PROBLEM TO SOLVE. Pull every line containing the word "unchanged" from the records.

EXCERPTED RECORDS.
* * * * * * *

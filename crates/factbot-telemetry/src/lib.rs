//! FactBot Telemetry
//!
//! Metrics for the moderation pipeline.
//!
//! Provides:
//! - Metric names shared by every crate that records through the `metrics` facade
//! - Descriptions registered with the installed recorder
//! - An in-process counter snapshot for the stats endpoint

pub mod metrics;

pub use crate::metrics::{describe_metrics, MetricsSnapshot, ModerationMetrics};

/// Prelude for convenient imports
pub mod prelude {
    pub use crate::metrics::{names, MetricsSnapshot, ModerationMetrics};
}
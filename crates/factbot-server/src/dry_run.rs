//! Gateway that logs moderation actions instead of sending them

use async_trait::async_trait;
use factbot_core::{ChatGateway, PendingMessage, Result};
use parking_lot::Mutex;
use serde::Serialize;
use std::collections::VecDeque;
use tracing::info;

/// Most recent actions kept for inspection
const HISTORY_LIMIT: usize = 100;

/// One action the gateway would have taken
#[derive(Debug, Clone, PartialEq, Eq, Serialize)]
#[serde(tag = "action", rename_all = "snake_case")]
pub enum GatewayAction {
    Reply { message_id: String, content: String },
    Delete { message_id: String },
}

#[derive(Default)]
pub struct LoggingGateway {
    history: Mutex<VecDeque<GatewayAction>>,
}

impl LoggingGateway {
    pub fn new() -> Self {
        Self::default()
    }

    /// Actions taken so far, oldest first
    pub fn actions(&self) -> Vec<GatewayAction> {
        self.history.lock().iter().cloned().collect()
    }

    fn record(&self, action: GatewayAction) {
        let mut history = self.history.lock();
        if history.len() == HISTORY_LIMIT {
            history.pop_front();
        }
        history.push_back(action);
    }
}

#[async_trait]
impl ChatGateway for LoggingGateway {
    async fn reply(&self, message: &PendingMessage, content: &str) -> Result<()> {
        info!(
            message_id = %message.id,
            channel = %message.channel,
            content,
            "dry run: would reply"
        );
        self.record(GatewayAction::Reply {
            message_id: message.id.clone(),
            content: content.to_string(),
        });
        Ok(())
    }

    async fn delete(&self, message: &PendingMessage) -> Result<()> {
        info!(message_id = %message.id, channel = %message.channel, "dry run: would delete");
        self.record(GatewayAction::Delete {
            message_id: message.id.clone(),
        });
        Ok(())
    }

    fn name(&self) -> &str {
        "dry-run"
    }
}
//! Core types for FactBot

use chrono::{DateTime, Utc};
use serde::{Deserialize, Serialize};
use std::fmt;

/// Role of the author of an exchange
#[derive(Debug, Clone, Copy, PartialEq, Eq, Hash, Serialize, Deserialize)]
#[serde(rename_all = "lowercase")]
pub enum Role {
    System,
    User,
    Assistant,
}

impl Role {
    /// Wire name used by chat completion APIs
    pub fn as_str(&self) -> &'static str {
        match self {
            Self::System => "system",
            Self::User => "user",
            Self::Assistant => "assistant",
        }
    }
}

impl fmt::Display for Role {
    fn fmt(&self, f: &mut fmt::Formatter<'_>) -> fmt::Result {
        f.write_str(self.as_str())
    }
}

/// A single role-tagged turn in a conversation.
///
/// Exchanges are immutable once created; conversations are ordered
/// sequences of them.
#[derive(Debug, Clone, PartialEq, Eq, Serialize, Deserialize)]
pub struct Exchange {
    role: Role,
    text: String,
}

impl Exchange {
    /// Create a new exchange
    pub fn new(role: Role, text: impl Into<String>) -> Self {
        Self {
            role,
            text: text.into(),
        }
    }

    /// Create a system exchange
    pub fn system(text: impl Into<String>) -> Self {
        Self::new(Role::System, text)
    }

    /// Create a user exchange
    pub fn user(text: impl Into<String>) -> Self {
        Self::new(Role::User, text)
    }

    /// Create an assistant exchange
    pub fn assistant(text: impl Into<String>) -> Self {
        Self::new(Role::Assistant, text)
    }

    pub fn role(&self) -> Role {
        self.role
    }

    pub fn text(&self) -> &str {
        &self.text
    }
}

/// A message as delivered by the chat gateway callback.
#[derive(Debug, Clone, Serialize, Deserialize)]
pub struct InboundMessage {
    /// Gateway message ID; generated when the gateway does not supply one
    #[serde(default)]
    pub id: Option<String>,

    /// Author identity
    pub author: String,

    /// Whether the author is a bot (self-authored messages are discarded)
    #[serde(default)]
    pub author_is_bot: bool,

    /// Channel identity
    pub channel: String,

    /// Message text
    pub text: String,

    /// Time the gateway received the message
    #[serde(default)]
    pub timestamp: Option<DateTime<Utc>>,
}

impl InboundMessage {
    /// Create an inbound message from a human author
    pub fn new(
        author: impl Into<String>,
        channel: impl Into<String>,
        text: impl Into<String>,
    ) -> Self {
        Self {
            id: None,
            author: author.into(),
            author_is_bot: false,
            channel: channel.into(),
            text: text.into(),
            timestamp: None,
        }
    }

    /// Set the gateway message ID
    pub fn with_id(mut self, id: impl Into<String>) -> Self {
        self.id = Some(id.into());
        self
    }

    /// Mark the author as a bot
    pub fn from_bot(mut self) -> Self {
        self.author_is_bot = true;
        self
    }

    /// Convert into a pending message, filling in missing ID and timestamp
    pub fn into_pending(self) -> PendingMessage {
        PendingMessage {
            id: self.id.unwrap_or_else(|| uuid::Uuid::new_v4().to_string()),
            author: self.author,
            channel: self.channel,
            text: self.text,
            received_at: self.timestamp.unwrap_or_else(Utc::now),
        }
    }
}

/// A message waiting for, or undergoing, classification.
///
/// Owned by the intake queue until dequeued, then by the dispatcher task
/// handling it. Re-enqueued unchanged when classification times out.
#[derive(Debug, Clone, PartialEq, Eq, Serialize, Deserialize)]
pub struct PendingMessage {
    pub id: String,
    pub author: String,
    pub channel: String,
    pub text: String,
    pub received_at: DateTime<Utc>,
}
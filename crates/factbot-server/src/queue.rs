//! Unbounded intake queue between the gateway callback and the dispatcher

use factbot_core::{InboundMessage, PendingMessage};
use factbot_telemetry::ModerationMetrics;
use tokio::sync::mpsc;
use tracing::{debug, warn};

/// Receiving half, owned by the dispatcher
pub type QueueReceiver = mpsc::UnboundedReceiver<PendingMessage>;

/// Producer handle for the intake queue.
///
/// Cheap to clone. Enqueueing never blocks and never fails from the caller's
/// point of view; if the dispatcher has already shut down the message is
/// logged and dropped.
#[derive(Clone)]
pub struct IntakeQueue {
    sender: mpsc::UnboundedSender<PendingMessage>,
    metrics: ModerationMetrics,
}

impl IntakeQueue {
    /// Create a queue and its receiving half
    pub fn channel(metrics: ModerationMetrics) -> (Self, QueueReceiver) {
        let (sender, receiver) = mpsc::unbounded_channel();
        (Self { sender, metrics }, receiver)
    }

    /// Gateway callback for a newly posted message.
    ///
    /// Messages written by a bot, including this one, are discarded here so
    /// the bot never moderates its own replies.
    pub fn accept_message(&self, message: InboundMessage) -> Option<PendingMessage> {
        if message.author_is_bot {
            debug!(author = %message.author, "discarding bot-authored message");
            self.metrics.record_discarded();
            return None;
        }

        let pending = message.into_pending();
        debug!(
            message_id = %pending.id,
            author = %pending.author,
            channel = %pending.channel,
            "message queued"
        );
        self.metrics.record_accepted();
        self.push(pending.clone());
        Some(pending)
    }

    /// Put a message back on the queue unchanged
    pub fn requeue(&self, message: PendingMessage) {
        self.metrics.record_requeue();
        self.push(message);
    }

    fn push(&self, message: PendingMessage) {
        if let Err(mpsc::error::SendError(message)) = self.sender.send(message) {
            warn!(message_id = %message.id, "dispatcher stopped, message dropped");
        }
    }

    pub fn is_closed(&self) -> bool {
        self.sender.is_closed()
    }
}
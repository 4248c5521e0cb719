//! FactBot
//!
//! Moderation bot that checks chat messages with two few-shot LLM stages
//! and removes harmful or false statements.

use anyhow::{Context, Result};
use clap::Parser;
use factbot_core::{ChatGateway, CompletionClient};
use factbot_server::{
    create_router, AppState, BotConfig, Cli, Dispatcher, DiscordGateway, GatewayMode,
    LoggingGateway, ModerationContext, OpenAiCompletionClient, Secrets,
};
use metrics_exporter_prometheus::PrometheusHandle;
use std::net::SocketAddr;
use std::sync::Arc;
use tokio::signal;
use tokio_util::sync::CancellationToken;
use tracing::{info, warn};

#[tokio::main]
async fn main() -> Result<()> {
    let cli = Cli::parse();

    init_tracing(cli.verbose, cli.log_json);

    info!("Starting FactBot");

    let config = BotConfig::load(&cli.config, &cli)?;
    info!(
        config = %cli.config,
        model = %config.completion.model,
        gateway = %config.gateway.mode,
        reset_every = config.dispatcher.reset_every,
        "configuration loaded"
    );

    let secrets = Secrets::load(config.secrets_path())?;

    let metrics_handle = init_metrics()?;

    let client: Arc<dyn CompletionClient> = Arc::new(OpenAiCompletionClient::new(
        &config.completion,
        secrets.openai_api_key()?,
    )?);

    let gateway: Arc<dyn ChatGateway> = match config.gateway.mode {
        GatewayMode::Discord => Arc::new(DiscordGateway::new(
            secrets.discord_token()?,
            config.gateway.api_base.clone(),
        )),
        GatewayMode::DryRun => {
            warn!("dry-run gateway: moderation actions are logged, not sent");
            Arc::new(LoggingGateway::new())
        }
    };

    let ctx = Arc::new(ModerationContext::from_config(&config, client, gateway));

    info!("Warming up classification stages...");
    ctx.warm_up().await;
    info!("Classification stages ready");

    let shutdown = CancellationToken::new();
    let dispatcher = Dispatcher::new(Arc::clone(&ctx));
    let queue = dispatcher.queue();
    let dispatcher_task = dispatcher.spawn(shutdown.clone());

    let state = AppState {
        ctx,
        queue,
        metrics_handle: Some(metrics_handle),
    };
    let app = create_router(state, config.server.max_body_bytes);

    let addr: SocketAddr = config
        .listen_addr()
        .parse()
        .with_context(|| format!("invalid listen address {}", config.listen_addr()))?;
    let listener = tokio::net::TcpListener::bind(addr).await?;
    info!("FactBot listening on http://{}", addr);

    let server_shutdown = shutdown.clone();
    axum::serve(listener, app)
        .with_graceful_shutdown(async move {
            shutdown_signal().await;
            warn!("Shutdown signal received, stopping...");
            server_shutdown.cancel();
        })
        .await?;

    shutdown.cancel();
    if let Err(err) = dispatcher_task.await {
        warn!(error = %err, "dispatcher task ended abnormally");
    }

    info!("Shutdown complete");
    Ok(())
}

/// Listen for shutdown signals (SIGTERM, SIGINT)
async fn shutdown_signal() {
    let ctrl_c = async {
        signal::ctrl_c()
            .await
            .expect("Failed to install Ctrl+C handler");
    };

    #[cfg(unix)]
    let terminate = async {
        signal::unix::signal(signal::unix::SignalKind::terminate())
            .expect("Failed to install SIGTERM handler")
            .recv()
            .await;
    };

    #[cfg(not(unix))]
    let terminate = std::future::pending::<()>();

    tokio::select! {
        _ = ctrl_c => {},
        _ = terminate => {},
    }
}

/// Initialize tracing/logging
fn init_tracing(verbose: bool, json: bool) {
    use tracing_subscriber::{fmt, layer::SubscriberExt, util::SubscriberInitExt, EnvFilter};

    let filter = if verbose {
        EnvFilter::new("factbot=debug,factbot_server=debug,factbot_classifiers=debug,tower_http=debug")
    } else {
        EnvFilter::try_from_default_env().unwrap_or_else(|_| {
            EnvFilter::new("factbot=info,factbot_server=info,factbot_classifiers=info")
        })
    };

    let registry = tracing_subscriber::registry().with(filter);
    if json {
        registry.with(fmt::layer().json()).init();
    } else {
        registry.with(fmt::layer()).init();
    }
}

/// Install the Prometheus recorder and return the handle for rendering
fn init_metrics() -> Result<PrometheusHandle> {
    use metrics_exporter_prometheus::PrometheusBuilder;

    let handle = PrometheusBuilder::new()
        .install_recorder()
        .map_err(|e| anyhow::anyhow!("Failed to install metrics: {}", e))?;

    factbot_telemetry::describe_metrics();

    info!("Metrics exporter initialized");
    Ok(handle)
}
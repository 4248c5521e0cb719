//! Validity → accuracy chain with early exit

use crate::profile::StageKind;
use crate::stage::ClassificationStage;
use factbot_core::{Verdict, VerdictTag};
use tracing::debug;

/// Two stages run in order.
///
/// Validity runs first. A timeout or a structural rejection
/// (`Ungrammatical`, `Harmful`) is returned as is and the accuracy stage is
/// never called. `Grammatical` and `Unsure` hand the text on to accuracy,
/// whose verdict is the result.
pub struct StageChain {
    validity: ClassificationStage,
    accuracy: ClassificationStage,
}

impl StageChain {
    /// Create a chain from its two stages
    pub fn new(validity: ClassificationStage, accuracy: ClassificationStage) -> Self {
        debug_assert_eq!(validity.kind(), StageKind::Validity);
        debug_assert_eq!(accuracy.kind(), StageKind::Accuracy);
        Self { validity, accuracy }
    }

    pub fn validity(&self) -> &ClassificationStage {
        &self.validity
    }

    pub fn accuracy(&self) -> &ClassificationStage {
        &self.accuracy
    }

    /// Classify `text` through both stages
    pub async fn classify(&self, text: &str) -> Verdict {
        let verdict = self.validity.classify(text).await;

        match verdict.tag {
            VerdictTag::Timeout => verdict,
            tag if tag.rejects_structure() => {
                debug!(tag = %tag, "validity rejected input, skipping accuracy");
                verdict
            }
            _ => self.accuracy.classify(text).await,
        }
    }

    /// Reload both stages' conversation context
    pub async fn reload(&self) {
        futures::join!(self.validity.reload(), self.accuracy.reload());
    }
}
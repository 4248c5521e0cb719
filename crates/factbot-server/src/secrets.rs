//! API credentials
//!
//! Read from a JSON file kept out of the main configuration, with
//! environment variables filling any key the file leaves out.

use anyhow::{anyhow, Context};
use serde::Deserialize;
use std::path::Path;

/// Environment variable holding the completion API key
pub const OPENAI_API_KEY_ENV: &str = "OPENAI_API_KEY";

/// Environment variable holding the Discord bot token
pub const DISCORD_TOKEN_ENV: &str = "DISCORD_TOKEN";

#[derive(Clone, Default, Deserialize)]
pub struct Secrets {
    #[serde(default, alias = "openAIKey", alias = "openai_key")]
    pub openai_api_key: Option<String>,

    #[serde(default, alias = "token")]
    pub discord_token: Option<String>,
}

impl Secrets {
    /// Load from `path` if it exists, then fall back to the process environment
    pub fn load(path: impl AsRef<Path>) -> anyhow::Result<Self> {
        let path = path.as_ref();
        let secrets = if path.exists() {
            let content = std::fs::read_to_string(path)
                .with_context(|| format!("failed to read secrets file {}", path.display()))?;
            Self::from_json(&content)
                .with_context(|| format!("failed to parse secrets file {}", path.display()))?
        } else {
            Self::default()
        };

        Ok(secrets.with_fallback(|name| std::env::var(name).ok()))
    }

    pub fn from_json(content: &str) -> anyhow::Result<Self> {
        Ok(serde_json::from_str(content)?)
    }

    /// Fill missing or blank keys from `lookup`
    pub fn with_fallback(mut self, lookup: impl Fn(&str) -> Option<String>) -> Self {
        if is_blank(&self.openai_api_key) {
            self.openai_api_key = lookup(OPENAI_API_KEY_ENV);
        }
        if is_blank(&self.discord_token) {
            self.discord_token = lookup(DISCORD_TOKEN_ENV);
        }
        self
    }

    pub fn openai_api_key(&self) -> anyhow::Result<&str> {
        present(&self.openai_api_key)
            .ok_or_else(|| anyhow!("no completion API key: set openai_api_key or {OPENAI_API_KEY_ENV}"))
    }

    pub fn discord_token(&self) -> anyhow::Result<&str> {
        present(&self.discord_token)
            .ok_or_else(|| anyhow!("no Discord bot token: set token or {DISCORD_TOKEN_ENV}"))
    }
}

impl std::fmt::Debug for Secrets {
    fn fmt(&self, f: &mut std::fmt::Formatter<'_>) -> std::fmt::Result {
        f.debug_struct("Secrets")
            .field("openai_api_key", &self.openai_api_key.as_ref().map(|_| "***"))
            .field("discord_token", &self.discord_token.as_ref().map(|_| "***"))
            .finish()
    }
}

fn is_blank(value: &Option<String>) -> bool {
    present(value).is_none()
}

fn present(value: &Option<String>) -> Option<&str> {
    value.as_deref().map(str::trim).filter(|v| !v.is_empty())
}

* * * * * * *

ANSWER FOR THIS EXERCISE.
/// handling it. Re-enqueued unchanged when classification times out.
    /// Put a message back on the queue unchanged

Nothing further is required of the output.